▶ Data extracts

[Start of section]

pub mod server;
pub mod tracing;

use std::env;
use std::str::FromStr;
use thiserror::Error;

/// Configuration error type
#[derive(Error, Debug)]
pub enum ConfigError {
    #[error("Environment variable '{0}' is required but not set")]
    MissingEnvVar(String),

    #[error("Failed to parse environment variable '{key}': {details}")]
    ParseError { key: String, details: String },
}

/// Application environment
#[derive(Clone, Debug, PartialEq, Eq)]
pub enum Environment {
    Development,
    Production,
}

impl Environment {
    pub fn from_env() -> Self {
        let app_env = env::var("APP_ENV").unwrap_or_else(|_| "development".to_string());

        if app_env.eq_ignore_ascii_case("production") {
            Environment::Production
        } else {
            Environment::Development
        }
    }

    pub fn is_production(&self) -> bool {
        matches!(self, Environment::Production)
    }

    pub fn is_development(&self) -> bool {
        matches!(self, Environment::Development)
    }
}

/// Name and version of the running binary, reported by `/health`.
#[derive(Clone, Copy, Debug, PartialEq, Eq)]
pub struct AppInfo {
    pub name: &'static str,
    pub version: &'static str,
}

/// Builds an [`AppInfo`] from the calling crate's Cargo metadata.
#[macro_export]
macro_rules! app_info {
    () => {
        $crate::AppInfo {
            name: env!("CARGO_PKG_NAME"),
            version: env!("CARGO_PKG_VERSION"),
        }
    };
}

/// Trait for configuration that can be loaded from environment variables
pub trait FromEnv: Sized {
    fn from_env() -> Result<Self, ConfigError>;
}

/// Helper to load and parse environment variable with a default value
pub fn env_or_default(key: &str, default: &str) -> String {
    env::var(key).unwrap_or_else(|_| default.to_string())
}

/// Helper to load and parse environment variable or return error
pub fn env_required(key: &str) -> Result<String, ConfigError> {
    env::var(key).map_err(|_| ConfigError::MissingEnvVar(key.to_string()))
}

/// Load a variable (falling back to `default`) and parse it into `T`.
pub fn env_parse<T>(key: &str, default: &str) -> Result<T, ConfigError>
where
    T: FromStr,
    T::Err: std::fmt::Display,
{
    env_or_default(key, default)
        .parse()
        .map_err(|e: T::Err| ConfigError::ParseError {
            key: key.to_string(),
            details: e.to_string(),
        })
}

#[cfg(test)]
mod tests {
    use super::*;

    #[test]
    fn test_environment_defaults_to_development() {
        temp_env::with_var_unset("APP_ENV", || {
            let env = Environment::from_env();
            assert_eq!(env, Environment::Development);
            assert!(env.is_development());
            assert!(!env.is_production());
        });
    }

    #[test]
    fn test_environment_production_case_insensitive() {
        temp_env::with_var("APP_ENV", Some("PRODUCTION"), || {
            assert_eq!(Environment::from_env(), Environment::Production);
        });
        temp_env::with_var("APP_ENV", Some("staging"), || {
            assert_eq!(Environment::from_env(), Environment::Development);
        });
    }

    #[test]
    fn test_app_info_macro_uses_crate_metadata() {
        let info = app_info!();
        assert_eq!(info.name, "core_config");
        assert!(!info.version.is_empty());
    }

    #[test]
    fn test_env_or_default() {
        temp_env::with_var("EWM_TEST_VAR", Some("value"), || {
            assert_eq!(env_or_default("EWM_TEST_VAR", "default"), "value");
        });
        temp_env::with_var_unset("EWM_TEST_VAR", || {
            assert_eq!(env_or_default("EWM_TEST_VAR", "default"), "default");
        });
    }

    #[test]
    fn test_env_required_missing() {
        temp_env::with_var_unset("EWM_MISSING_REQUIRED", || {
            let err = env_required("EWM_MISSING_REQUIRED").unwrap_err();
            assert!(err.to_string().contains("EWM_MISSING_REQUIRED"));
        });
    }

    #[test]
    fn test_env_parse() {
        temp_env::with_var("EWM_TIMEOUT_MS", Some("250"), || {
            let value: u64 = env_parse("EWM_TIMEOUT_MS", "1000").unwrap();
            assert_eq!(value, 250);
        });
        temp_env::with_var("EWM_TIMEOUT_MS", Some("soon"), || {
            let err = env_parse::<u64>("EWM_TIMEOUT_MS", "1000").unwrap_err();
            assert!(matches!(err, ConfigError::ParseError { ref key, .. } if key == "EWM_TIMEOUT_MS"));
        });
    }
}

[End of section]

▶ Assignment
Copy each line of the listing above that includes the word "matches".

▶ Solution to this task
        matches!(self, Environment::Production)
        matches!(self, Environment::Development)
            assert!(matches!(err, ConfigError::ParseError { ref key, .. } if key == "EWM_TIMEOUT_MS"));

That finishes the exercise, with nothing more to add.